• [Assignment]:
All of the listing should be transcribed exactly.

[Records for processing — start]

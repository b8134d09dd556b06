//! Dialect settings injected into every statement builder.
//!
//! A [`DbSetting`] is effectively immutable once a builder owns it; builders for
//! different dialects can run concurrently and only share their own setting.

use crate::error::StmtResult;
use serde::{Deserialize, Serialize};

/// Quoting, parameter and capability settings of one SQL dialect.
#[derive(Debug, Clone, PartialEq, Eq, Serialize, Deserialize)]
pub struct DbSetting {
    /// Character(s) opening a quoted identifier, e.g. `[`.
    pub opening_quote: String,
    /// Character(s) closing a quoted identifier, e.g. `]`.
    pub closing_quote: String,
    /// Prefix of every parameter placeholder, e.g. `@`.
    pub parameter_prefix: String,
    /// Separator between schema and table segments.
    pub schema_separator: String,
    /// Whether table hints (`WITH (NOLOCK)`) can be emitted.
    pub are_table_hints_supported: bool,
    /// Whether one command text may hold several statements.
    pub is_multi_statement_executable: bool,
    /// Type that AVG arguments are converted to before averaging.
    pub averageable_type: Option<String>,
}

impl DbSetting {
    /// SQL Server defaults.
    pub fn sql_server() -> Self {
        Self {
            opening_quote: "[".to_string(),
            closing_quote: "]".to_string(),
            parameter_prefix: "@".to_string(),
            schema_separator: ".".to_string(),
            are_table_hints_supported: true,
            is_multi_statement_executable: true,
            averageable_type: Some("FLOAT".to_string()),
        }
    }

    /// PostgreSQL defaults.
    pub fn postgresql() -> Self {
        Self {
            opening_quote: "\"".to_string(),
            closing_quote: "\"".to_string(),
            parameter_prefix: "@".to_string(),
            schema_separator: ".".to_string(),
            are_table_hints_supported: false,
            is_multi_statement_executable: true,
            averageable_type: Some("DOUBLE PRECISION".to_string()),
        }
    }

    /// MySQL defaults.
    pub fn mysql() -> Self {
        Self {
            opening_quote: "`".to_string(),
            closing_quote: "`".to_string(),
            parameter_prefix: "@".to_string(),
            schema_separator: ".".to_string(),
            are_table_hints_supported: false,
            is_multi_statement_executable: true,
            averageable_type: Some("DOUBLE".to_string()),
        }
    }

    /// SQLite defaults.
    pub fn sqlite() -> Self {
        Self {
            opening_quote: "[".to_string(),
            closing_quote: "]".to_string(),
            parameter_prefix: "@".to_string(),
            schema_separator: ".".to_string(),
            are_table_hints_supported: false,
            is_multi_statement_executable: true,
            averageable_type: Some("REAL".to_string()),
        }
    }

    /// Apply overrides from a TOML document on top of this setting.
    ///
    /// Keys missing from the document keep their current value.
    ///
    /// ```ignore
    /// let setting = DbSetting::sql_server().with_toml_overrides(
    ///     "is_multi_statement_executable = false",
    /// )?;
    /// ```
    pub fn with_toml_overrides(self, toml_str: &str) -> StmtResult<Self> {
        let overrides: DbSettingOverrides = toml::from_str(toml_str)?;
        Ok(overrides.apply(self))
    }
}

impl Default for DbSetting {
    fn default() -> Self {
        Self::sql_server()
    }
}

/// Partial [`DbSetting`] used for file-based overrides.
#[derive(Debug, Clone, Default, PartialEq, Eq, Deserialize)]
#[serde(deny_unknown_fields)]
pub struct DbSettingOverrides {
    pub opening_quote: Option<String>,
    pub closing_quote: Option<String>,
    pub parameter_prefix: Option<String>,
    pub schema_separator: Option<String>,
    pub are_table_hints_supported: Option<bool>,
    pub is_multi_statement_executable: Option<bool>,
    pub averageable_type: Option<String>,
}

impl DbSettingOverrides {
    /// Merge into `base`, overriding only the keys that were given.
    pub fn apply(self, mut base: DbSetting) -> DbSetting {
        if let Some(v) = self.opening_quote {
            base.opening_quote = v;
        }
        if let Some(v) = self.closing_quote {
            base.closing_quote = v;
        }
        if let Some(v) = self.parameter_prefix {
            base.parameter_prefix = v;
        }
        if let Some(v) = self.schema_separator {
            base.schema_separator = v;
        }
        if let Some(v) = self.are_table_hints_supported {
            base.are_table_hints_supported = v;
        }
        if let Some(v) = self.is_multi_statement_executable {
            base.is_multi_statement_executable = v;
        }
        if let Some(v) = self.averageable_type {
            base.averageable_type = Some(v);
        }
        base
    }
}

#[cfg(test)]
mod tests {
    use super::*;

    #[test]
    fn toml_overrides_keep_unlisted_keys() {
        let setting = DbSetting::sql_server()
            .with_toml_overrides("is_multi_statement_executable = false\nparameter_prefix = \":\"")
            .unwrap();
        assert!(!setting.is_multi_statement_executable);
        assert_eq!(setting.parameter_prefix, ":");
        assert_eq!(setting.opening_quote, "[");
        assert!(setting.are_table_hints_supported);
    }

    #[test]
    fn toml_overrides_reject_unknown_keys() {
        let err = DbSetting::sqlite()
            .with_toml_overrides("quote = \"x\"")
            .unwrap_err();
        assert!(err.is_configuration());
        let err = DbSetting::sql_server()
            .with_toml_overrides("default_schema = \"dbo\"")
            .unwrap_err();
        assert!(err.is_configuration());
    }
}
//! Compile-time tracing of produced statements and guard rejections.
//!
//! Events are only emitted with the `tracing` feature:
//! `stmtforge = { features = ["tracing"] }`. Without it [`observe`] is a
//! pass-through.

use crate::error::StmtResult;

/// Log the outcome of one `create_*` call and hand it back unchanged.
pub(crate) fn observe(operation: &'static str, table: &str, result: StmtResult<String>) -> StmtResult<String> {
    #[cfg(feature = "tracing")]
    match &result {
        Ok(sql) => {
            let max = crate::config::GlobalConfiguration::max_traced_sql_length();
            let shown = truncate_sql(sql, max);
            tracing::debug!(target: "stmtforge.sql", operation, table, sql = %shown, "statement compiled");
        }
        Err(error) => {
            tracing::debug!(target: "stmtforge.sql", operation, table, %error, "statement rejected");
        }
    }
    #[cfg(not(feature = "tracing"))]
    let _ = (operation, table);
    result
}

#[cfg_attr(not(feature = "tracing"), allow(dead_code))]
fn truncate_sql_bytes(sql: &str, max_bytes: usize) -> &str {
    if sql.len() <= max_bytes {
        return sql;
    }
    let mut end = max_bytes;
    while end > 0 && !sql.is_char_boundary(end) {
        end -= 1;
    }
    &sql[..end]
}

/// Shorten `sql` to at most `max` bytes, marking the cut with `...`.
#[cfg_attr(not(feature = "tracing"), allow(dead_code))]
pub(crate) fn truncate_sql(sql: &str, max: Option<usize>) -> String {
    match max {
        Some(max) if sql.len() > max => format!("{}...", truncate_sql_bytes(sql, max)),
        _ => sql.to_string(),
    }
}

[Records for processing — finish]

• [Output]:
repository b8134d09dd556b06
//! Dialect settings injected into every statement builder.
//!
//! A [`DbSetting`] is effectively immutable once a builder owns it; builders for
//! different dialects can run concurrently and only share their own setting.

use crate::error::StmtResult;
use serde::{Deserialize, Serialize};

/// Quoting, parameter and capability settings of one SQL dialect.
#[derive(Debug, Clone, PartialEq, Eq, Serialize, Deserialize)]
pub struct DbSetting {
    /// Character(s) opening a quoted identifier, e.g. `[`.
    pub opening_quote: String,
    /// Character(s) closing a quoted identifier, e.g. `]`.
    pub closing_quote: String,
    /// Prefix of every parameter placeholder, e.g. `@`.
    pub parameter_prefix: String,
    /// Separator between schema and table segments.
    pub schema_separator: String,
    /// Whether table hints (`WITH (NOLOCK)`) can be emitted.
    pub are_table_hints_supported: bool,
    /// Whether one command text may hold several statements.
    pub is_multi_statement_executable: bool,
    /// Type that AVG arguments are converted to before averaging.
    pub averageable_type: Option<String>,
}

impl DbSetting {
    /// SQL Server defaults.
    pub fn sql_server() -> Self {
        Self {
            opening_quote: "[".to_string(),
            closing_quote: "]".to_string(),
            parameter_prefix: "@".to_string(),
            schema_separator: ".".to_string(),
            are_table_hints_supported: true,
            is_multi_statement_executable: true,
            averageable_type: Some("FLOAT".to_string()),
        }
    }

    /// PostgreSQL defaults.
    pub fn postgresql() -> Self {
        Self {
            opening_quote: "\"".to_string(),
            closing_quote: "\"".to_string(),
            parameter_prefix: "@".to_string(),
            schema_separator: ".".to_string(),
            are_table_hints_supported: false,
            is_multi_statement_executable: true,
            averageable_type: Some("DOUBLE PRECISION".to_string()),
        }
    }

    /// MySQL defaults.
    pub fn mysql() -> Self {
        Self {
            opening_quote: "`".to_string(),
            closing_quote: "`".to_string(),
            parameter_prefix: "@".to_string(),
            schema_separator: ".".to_string(),
            are_table_hints_supported: false,
            is_multi_statement_executable: true,
            averageable_type: Some("DOUBLE".to_string()),
        }
    }

    /// SQLite defaults.
    pub fn sqlite() -> Self {
        Self {
            opening_quote: "[".to_string(),
            closing_quote: "]".to_string(),
            parameter_prefix: "@".to_string(),
            schema_separator: ".".to_string(),
            are_table_hints_supported: false,
            is_multi_statement_executable: true,
            averageable_type: Some("REAL".to_string()),
        }
    }

    /// Apply overrides from a TOML document on top of this setting.
    ///
    /// Keys missing from the document keep their current value.
    ///
    /// ```ignore
    /// let setting = DbSetting::sql_server().with_toml_overrides(
    ///     "is_multi_statement_executable = false",
    /// )?;
    /// ```
    pub fn with_toml_overrides(self, toml_str: &str) -> StmtResult<Self> {
        let overrides: DbSettingOverrides = toml::from_str(toml_str)?;
        Ok(overrides.apply(self))
    }
}

impl Default for DbSetting {
    fn default() -> Self {
        Self::sql_server()
    }
}

/// Partial [`DbSetting`] used for file-based overrides.
#[derive(Debug, Clone, Default, PartialEq, Eq, Deserialize)]
#[serde(deny_unknown_fields)]
pub struct DbSettingOverrides {
    pub opening_quote: Option<String>,
    pub closing_quote: Option<String>,
    pub parameter_prefix: Option<String>,
    pub schema_separator: Option<String>,
    pub are_table_hints_supported: Option<bool>,
    pub is_multi_statement_executable: Option<bool>,
    pub averageable_type: Option<String>,
}

impl DbSettingOverrides {
    /// Merge into `base`, overriding only the keys that were given.
    pub fn apply(self, mut base: DbSetting) -> DbSetting {
        if let Some(v) = self.opening_quote {
            base.opening_quote = v;
        }
        if let Some(v) = self.closing_quote {
            base.closing_quote = v;
        }
        if let Some(v) = self.parameter_prefix {
            base.parameter_prefix = v;
        }
        if let Some(v) = self.schema_separator {
            base.schema_separator = v;
        }
        if let Some(v) = self.are_table_hints_supported {
            base.are_table_hints_supported = v;
        }
        if let Some(v) = self.is_multi_statement_executable {
            base.is_multi_statement_executable = v;
        }
        if let Some(v) = self.averageable_type {
            base.averageable_type = Some(v);
        }
        base
    }
}

#[cfg(test)]
mod tests {
    use super::*;

    #[test]
    fn toml_overrides_keep_unlisted_keys() {
        let setting = DbSetting::sql_server()
            .with_toml_overrides("is_multi_statement_executable = false\nparameter_prefix = \":\"")
            .unwrap();
        assert!(!setting.is_multi_statement_executable);
        assert_eq!(setting.parameter_prefix, ":");
        assert_eq!(setting.opening_quote, "[");
        assert!(setting.are_table_hints_supported);
    }

    #[test]
    fn toml_overrides_reject_unknown_keys() {
        let err = DbSetting::sqlite()
            .with_toml_overrides("quote = \"x\"")
            .unwrap_err();
        assert!(err.is_configuration());
        let err = DbSetting::sql_server()
            .with_toml_overrides("default_schema = \"dbo\"")
            .unwrap_err();
        assert!(err.is_configuration());
    }
}
//! Compile-time tracing of produced statements and guard rejections.
//!
//! Events are only emitted with the `tracing` feature:
//! `stmtforge = { features = ["tracing"] }`. Without it [`observe`] is a
//! pass-through.

use crate::error::StmtResult;

/// Log the outcome of one `create_*` call and hand it back unchanged.
pub(crate) fn observe(operation: &'static str, table: &str, result: StmtResult<String>) -> StmtResult<String> {
    #[cfg(feature = "tracing")]
    match &result {
        Ok(sql) => {
            let max = crate::config::GlobalConfiguration::max_traced_sql_length();
            let shown = truncate_sql(sql, max);
            tracing::debug!(target: "stmtforge.sql", operation, table, sql = %shown, "statement compiled");
        }
        Err(error) => {
            tracing::debug!(target: "stmtforge.sql", operation, table, %error, "statement rejected");
        }
    }
    #[cfg(not(feature = "tracing"))]
    let _ = (operation, table);
    result
}

#[cfg_attr(not(feature = "tracing"), allow(dead_code))]
fn truncate_sql_bytes(sql: &str, max_bytes: usize) -> &str {
    if sql.len() <= max_bytes {
        return sql;
    }
    let mut end = max_bytes;
    while end > 0 && !sql.is_char_boundary(end) {
        end -= 1;
    }
    &sql[..end]
}

/// Shorten `sql` to at most `max` bytes, marking the cut with `...`.
#[cfg_attr(not(feature = "tracing"), allow(dead_code))]
pub(crate) fn truncate_sql(sql: &str, max: Option<usize>) -> String {
    match max {
        Some(max) if sql.len() > max => format!("{}...", truncate_sql_bytes(sql, max)),
        _ => sql.to_string(),
    }
}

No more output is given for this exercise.